We find no plain error in the inclusion of this evidence. Count 30 charged Rowen with possession of "approximately one pound of methamphetamine" in violation of 21 U.S.C. § 841(a). We have noted that " [s]ection 841(a) does not specify drug quantity as an element of the substantive offense of possession with intent to distribute; quantity is instead relevant to the penalty provisions of section 841(b), and is a matter for the district court at sentencing." United States v. Sotelo-Rivera, 931 F.2d 1317, 1319 (9th Cir. 1991), cert. denied, --- U.S. ----, 112 S. Ct. 1186, 117 L. Ed. 2d 428 (1992); see also 9th Cir.Crim. Jury Instr. 9.04P (1992) ("The government is not required to prove that the amount or quantity of [a controlled substance] was as charged in the indictment."). The jury was properly instructed that proof of the precise quantity charged was not essential and that it need only find "some substantially similar quantity." Thus Rowen's conviction did not depend on the additional ounce displayed.
Appellants Dwain Baker, John Bonnenfant, Robert Rowen, Richard Rupley, Jr., and Byron Wimberly claim that the evidence against them was insufficient to support their convictions on various counts.24 Evidence is sufficient to support a conviction if, " 'reviewing the evidence in the light most favorable to the prosecution, any rational trier of fact could have found the essential elements of the crime beyond a reasonable doubt.' " United States v. Bishop, 959 F.2d 820, 829 (9th Cir. 1992) (quoting Jackson v. Virginia, 443 U.S. 307, 319, 99 S. Ct. 2781, 2789, 61 L. Ed. 2d 560 (1979)). Circumstantial evidence and reasonable inferences are sufficient to sustain a conviction. United States v. Reyes-Alvarado, 963 F.2d 1184, 1188 (9th Cir.), cert. denied, --- U.S. ----, 113 S. Ct. 258, 121 L. Ed. 2d 189 (1992).

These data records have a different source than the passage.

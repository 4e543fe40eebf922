//! Bounded pool of lazily created, reusable workers.

use std::panic::AssertUnwindSafe;
use std::sync::atomic::{AtomicU64, Ordering};
use std::sync::{Arc, Mutex, MutexGuard, PoisonError};

use futures_util::FutureExt;
use tokio::runtime::Handle;
use tokio::sync::Notify;

use super::error::{PoolError, PoolResult, Rejected, TaskError};
use super::outcome::{Outcome, Settle};
use super::PoolStats;
use crate::config::PoolConfig;
use crate::worker::{panic_message, ArgsOf, ErrorOf, OutputOf, Worker, WorkerFactory};

/// One worker slot. Slots are allocated up front; workers are not.
struct Slot<W> {
    worker: Option<Arc<W>>,
    running: bool,
}

/// Admission bookkeeping. Only ever touched under the state lock.
struct State<W> {
    capacity: usize,
    active: usize,
    slots: Vec<Slot<W>>,
}

impl<W> State<W> {
    fn new(capacity: usize) -> Self {
        let slots = (0..capacity)
            .map(|_| Slot {
                worker: None,
                running: false,
            })
            .collect();

        Self {
            capacity,
            active: 0,
            slots,
        }
    }

    #[inline]
    fn ready(&self) -> bool {
        self.active < self.capacity
    }

    fn worker_count(&self) -> usize {
        self.slots.iter().filter(|s| s.worker.is_some()).count()
    }

    /// Take a slot for one task: bump the active count and pick an idle
    /// worker, creating one if every existing worker is busy.
    ///
    /// The caller has checked `ready()`. Nothing is changed on error.
    fn claim<F>(&mut self, factory: &F, pool: &str) -> PoolResult<(usize, Arc<W>)>
    where
        F: WorkerFactory<Worker = W>,
    {
        let idle = self
            .slots
            .iter()
            .position(|s| s.worker.is_some() && !s.running);

        let index = match idle.or_else(|| self.slots.iter().position(|s| s.worker.is_none())) {
            Some(index) => index,
            None => {
                return Err(PoolError::Inconsistent {
                    active: self.active,
                    capacity: self.capacity,
                })
            }
        };

        let slot = &mut self.slots[index];
        let worker = match slot.worker.clone() {
            Some(worker) => worker,
            None => {
                let worker = Arc::new(factory.create(index, pool)?);
                slot.worker = Some(Arc::clone(&worker));
                worker
            }
        };

        slot.running = true;
        self.active = (self.active + 1).min(self.capacity);
        Ok((index, worker))
    }

    /// Give a slot back. Tolerates slots that disposal already cleared.
    fn release(&mut self, index: usize) {
        self.active = self.active.saturating_sub(1);
        if let Some(slot) = self.slots.get_mut(index) {
            slot.running = false;
        }
    }
}

#[derive(Default)]
struct Counters {
    admitted: AtomicU64,
    rejected: AtomicU64,
    succeeded: AtomicU64,
    failed: AtomicU64,
}

struct Shared<F: WorkerFactory> {
    name: String,
    factory: F,
    state: Mutex<State<F::Worker>>,
    /// Signalled once per released slot.
    slot_freed: Notify,
    runtime: Handle,
    counters: Counters,
}

impl<F: WorkerFactory> Shared<F> {
    fn state(&self) -> MutexGuard<'_, State<F::Worker>> {
        self.state.lock().unwrap_or_else(PoisonError::into_inner)
    }

    fn release(&self, index: usize) {
        let active = {
            let mut state = self.state();
            state.release(index);
            state.active
        };
        tracing::trace!(pool = %self.name, worker = index, active, "slot released");
        self.slot_freed.notify_one();
    }
}

/// Releases its slot when dropped, so a panicking or aborted execution
/// still frees capacity.
struct SlotGuard<F: WorkerFactory> {
    shared: Arc<Shared<F>>,
    index: usize,
}

impl<F: WorkerFactory> Drop for SlotGuard<F> {
    fn drop(&mut self) {
        self.shared.release(self.index);
    }
}

/// Admits at most `capacity` concurrent tasks onto reusable workers.
///
/// [`submit`](Pool::submit) either starts the task right away or hands the
/// arguments back with [`RejectKind::NoSlot`](super::RejectKind::NoSlot).
/// It never waits. Use [`Queue`](crate::queue::Queue) to buffer instead.
///
/// Cloning a `Pool` yields another handle to the same slots.
pub struct Pool<F: WorkerFactory> {
    shared: Arc<Shared<F>>,
}

impl<F: WorkerFactory> Clone for Pool<F> {
    fn clone(&self) -> Self {
        Self {
            shared: Arc::clone(&self.shared),
        }
    }
}

impl<F: WorkerFactory> Pool<F> {
    /// Create a pool on the current tokio runtime.
    ///
    /// # Arguments
    /// * `name` - Name for logging and worker thread names
    /// * `capacity` - Maximum number of concurrent tasks (and workers)
    /// * `factory` - Builds the workers
    pub fn new(name: impl Into<String>, capacity: usize, factory: F) -> PoolResult<Self> {
        let runtime = Handle::try_current().map_err(|_| PoolError::NoRuntime)?;
        Ok(Self::with_runtime(name, capacity, factory, runtime))
    }

    /// Create a pool from loaded configuration.
    pub fn from_config(config: &PoolConfig, factory: F) -> PoolResult<Self> {
        Self::new(config.name.clone(), config.capacity(), factory)
    }

    /// Create a pool whose executions are driven by `runtime`.
    pub fn with_runtime(
        name: impl Into<String>,
        capacity: usize,
        factory: F,
        runtime: Handle,
    ) -> Self {
        let name = name.into();

        tracing::info!(pool = %name, capacity, "pool created");

        Self {
            shared: Arc::new(Shared {
                name,
                factory,
                state: Mutex::new(State::new(capacity)),
                slot_freed: Notify::new(),
                runtime,
                counters: Counters::default(),
            }),
        }
    }

    /// Whether a task would be admitted right now.
    pub fn ready(&self) -> bool {
        self.shared.state().ready()
    }

    /// Number of tasks currently admitted.
    pub fn active_count(&self) -> usize {
        self.shared.state().active
    }

    /// Maximum number of concurrent tasks. Zero after disposal.
    pub fn capacity(&self) -> usize {
        self.shared.state().capacity
    }

    /// Number of workers created so far.
    pub fn worker_count(&self) -> usize {
        self.shared.state().worker_count()
    }

    /// Pool name.
    pub fn name(&self) -> &str {
        &self.shared.name
    }

    /// Snapshot of counters and occupancy.
    pub fn stats(&self) -> PoolStats {
        let (capacity, active, workers) = {
            let state = self.shared.state();
            (state.capacity, state.active, state.worker_count())
        };
        let counters = &self.shared.counters;

        PoolStats {
            name: self.shared.name.clone(),
            capacity,
            active,
            workers,
            pending: 0,
            admitted: counters.admitted.load(Ordering::Relaxed),
            rejected: counters.rejected.load(Ordering::Relaxed),
            succeeded: counters.succeeded.load(Ordering::Relaxed),
            failed: counters.failed.load(Ordering::Relaxed),
        }
    }

    /// Start a task if a slot is free.
    ///
    /// Returns the task's [`Outcome`], or the arguments back inside
    /// [`Rejected`] when the pool is full, disposed, or faulted.
    pub fn submit(
        &self,
        args: ArgsOf<F>,
    ) -> Result<Outcome<OutputOf<F>, ErrorOf<F>>, Rejected<ArgsOf<F>>> {
        let (settle, outcome) = Outcome::channel();
        match self.admit(args, settle) {
            Ok(()) => Ok(outcome),
            Err(rejected) => Err(rejected.map_args(|(args, _)| args)),
        }
    }

    /// Admit a task whose outcome is written to `settle`.
    ///
    /// On rejection both the arguments and `settle` come back untouched.
    pub(crate) fn admit(
        &self,
        args: ArgsOf<F>,
        settle: Settle<OutputOf<F>, ErrorOf<F>>,
    ) -> Result<(), Rejected<(ArgsOf<F>, Settle<OutputOf<F>, ErrorOf<F>>)>> {
        let shared = &self.shared;

        let claimed = {
            let mut state = shared.state();
            if !state.ready() {
                drop(state);
                shared.counters.rejected.fetch_add(1, Ordering::Relaxed);
                tracing::trace!(pool = %shared.name, "no free slot");
                return Err(Rejected::no_slot((args, settle)));
            }
            let claim = state.claim(&shared.factory, &shared.name);
            let active = state.active;
            claim.map(|claim| (claim, active))
        };

        let ((index, worker), active) = match claimed {
            Ok(claimed) => claimed,
            Err(e) => {
                shared.counters.rejected.fetch_add(1, Ordering::Relaxed);
                tracing::error!(pool = %shared.name, error = %e, "{}", e.message());
                return Err(Rejected::fault((args, settle), e));
            }
        };

        shared.counters.admitted.fetch_add(1, Ordering::Relaxed);
        tracing::debug!(pool = %shared.name, worker = index, active, "task admitted");

        let guard = SlotGuard {
            shared: Arc::clone(shared),
            index,
        };

        shared.runtime.spawn(async move {
            let result = AssertUnwindSafe(worker.run(args)).catch_unwind().await;

            let counters = &guard.shared.counters;
            let result = match result {
                Ok(Ok(output)) => {
                    counters.succeeded.fetch_add(1, Ordering::Relaxed);
                    Ok(output)
                }
                Ok(Err(e)) => {
                    counters.failed.fetch_add(1, Ordering::Relaxed);
                    Err(TaskError::Worker(e))
                }
                Err(payload) => {
                    counters.failed.fetch_add(1, Ordering::Relaxed);
                    let msg = panic_message(payload.as_ref());
                    tracing::warn!(pool = %guard.shared.name, worker = index, panic = %msg, "task panicked");
                    Err(TaskError::Panicked(msg))
                }
            };

            // Free the slot before the caller can observe the result.
            drop(guard);
            let _ = settle.send(result);
        });

        Ok(())
    }

    /// Stop admitting work and release every worker.
    ///
    /// In-flight tasks are neither awaited nor cancelled; their outcomes still
    /// settle if their workers finish. Calling this again is a no-op.
    pub fn dispose(&self) {
        let workers: Vec<_> = {
            let mut state = self.shared.state();
            state.capacity = 0;
            state.active = 0;
            state.slots.drain(..).filter_map(|s| s.worker).collect()
        };

        let released = workers.len();
        for worker in workers {
            worker.dispose();
        }

        tracing::info!(pool = %self.shared.name, workers = released, "pool disposed");
        self.shared.slot_freed.notify_one();
    }

    /// Wait until a slot has been released (or the pool disposed) since the
    /// last call.
    pub(crate) async fn slot_freed(&self) {
        self.shared.slot_freed.notified().await;
    }

    pub(crate) fn runtime(&self) -> &Handle {
        &self.shared.runtime
    }
}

Dwain Baker argues that his CCE conviction must be reversed because there was insufficient evidence that he organized, managed, or supervised at least five people in connection with his series of drug offenses. The government, however, presented evidence from which a rational juror could have found this element satisfied. Viewing the evidence in the light most favorable to the prosecution, Dwain Baker recruited and used Kevin Acheson as a purchaser of chemicals and a distributor of methamphetamine; directed Darrel Fitch to pick up three to four pounds of methamphetamine and place it in Baker's car, and instructed Fitch regarding packaging of newly manufactured methamphetamine; provided Ed George with methamphetamine to sell on behalf of the Company and instructed George to obtain chemicals and manufacturing equipment; ordered Jon Grant to transport five to ten pounds of methamphetamine to San Diego in the air cleaners of Grant's truck and accompanied Grant on the trip; and instructed Mike Shoaf to transport nine pounds of methamphetamine in Baker's car, deliver it to Baker in San Diego, and dig up and deliver buried methamphetamine in advance of FBI raids.

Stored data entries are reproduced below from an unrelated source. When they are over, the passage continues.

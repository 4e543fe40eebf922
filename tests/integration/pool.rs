//! Pool admission tests

use std::sync::Arc;

use tokio_slots::{Pool, PoolConfig, RejectKind, TaskError, ThreadError, ThreadWorkers};

use crate::helpers::{probed_workers, Job, Probe};

#[tokio::test(start_paused = true)]
async fn test_full_pool_hands_args_back() {
    let probe = Arc::new(Probe::default());
    let pool = Pool::new("admission", 2, probed_workers(probe.clone())).unwrap();

    let a = pool.submit(Job::ok(1, 100)).unwrap();
    let b = pool.submit(Job::ok(2, 100)).unwrap();

    let rejected = pool.submit(Job::ok(3, 100)).unwrap_err();
    assert_eq!(rejected.kind, RejectKind::NoSlot);
    assert_eq!(rejected.args.id, 3);
    assert_eq!(pool.active_count(), 2);

    tokio_test::assert_ok!(a.await);
    tokio_test::assert_ok!(b.await);
    assert_eq!(probe.peak(), 2);

    // Retrying the handed-back job now succeeds.
    let retried = pool.submit(rejected.into_args()).unwrap();
    assert_eq!(retried.await, Ok(30));
}

#[tokio::test(start_paused = true)]
async fn test_from_config() {
    let probe = Arc::new(Probe::default());
    let config = PoolConfig::new("configured", 3);
    let pool = Pool::from_config(&config, probed_workers(probe)).unwrap();

    assert_eq!(pool.name(), "configured");
    assert_eq!(pool.capacity(), 3);
    assert_eq!(pool.worker_count(), 0);
}

#[tokio::test(flavor = "multi_thread", worker_threads = 2)]
async fn test_thread_workers_run_in_parallel() {
    let probe = Arc::new(Probe::default());
    let workers = ThreadWorkers::new(
        |probe: &mut Arc<Probe>, _: &[String], job: Job| -> Result<u64, String> {
            probe.enter(job.id);
            std::thread::sleep(std::time::Duration::from_millis(job.delay_ms));
            probe.exit();
            if job.fail {
                Err("failed".into())
            } else {
                Ok(job.id)
            }
        },
        probe.clone(),
    );
    let pool = Pool::new("threads", 3, workers).unwrap();

    let outcomes: Vec<_> = (0..3)
        .map(|id| pool.submit(Job::ok(id, 50)).unwrap())
        .collect();
    assert!(!pool.ready());

    let results = futures_util::future::join_all(outcomes).await;
    assert_eq!(results, vec![Ok(0), Ok(1), Ok(2)]);
    assert!(probe.peak() <= 3);
    assert_eq!(pool.worker_count(), 3);

    let failed = pool.submit(Job::failing(9, 1)).unwrap().await;
    assert_eq!(
        failed,
        Err(TaskError::Worker(ThreadError::Failed("failed".to_string())))
    );

    pool.dispose();
    assert_eq!(pool.worker_count(), 0);
    assert!(pool.submit(Job::ok(10, 1)).unwrap_err().is_no_slot());
}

Count 6 charged Rupley, Sr., and Bonnenfant with distribution of approximately four pounds of methamphetamine on or about September 15, 1982. The referenced transaction is apparently the same as predicate act (k) of the CCE count, which alleges that on September 15, 1982, Rupley, Sr., distributed approximately four pounds of methamphetamine to Bonnenfant, and that Bonnenfant was arrested the following day in possession of the four pounds of methamphetamine. There is no evidence that Bonnenfant further distributed the methamphetamine after receiving it. Bonnenfant correctly argues that the recipient of a drug delivery cannot be convicted of distribution. "The term 'distribute' means to deliver (other than by administering or dispensing) a controlled substance or a listed chemical." 21 U.S.C. § 802(11) (1988); see United States v. Harold, 531 F.2d 704, 705 (5th Cir. 1976) (per curiam) ("To distribute means to deliver.... [I]t does not mean to receive.").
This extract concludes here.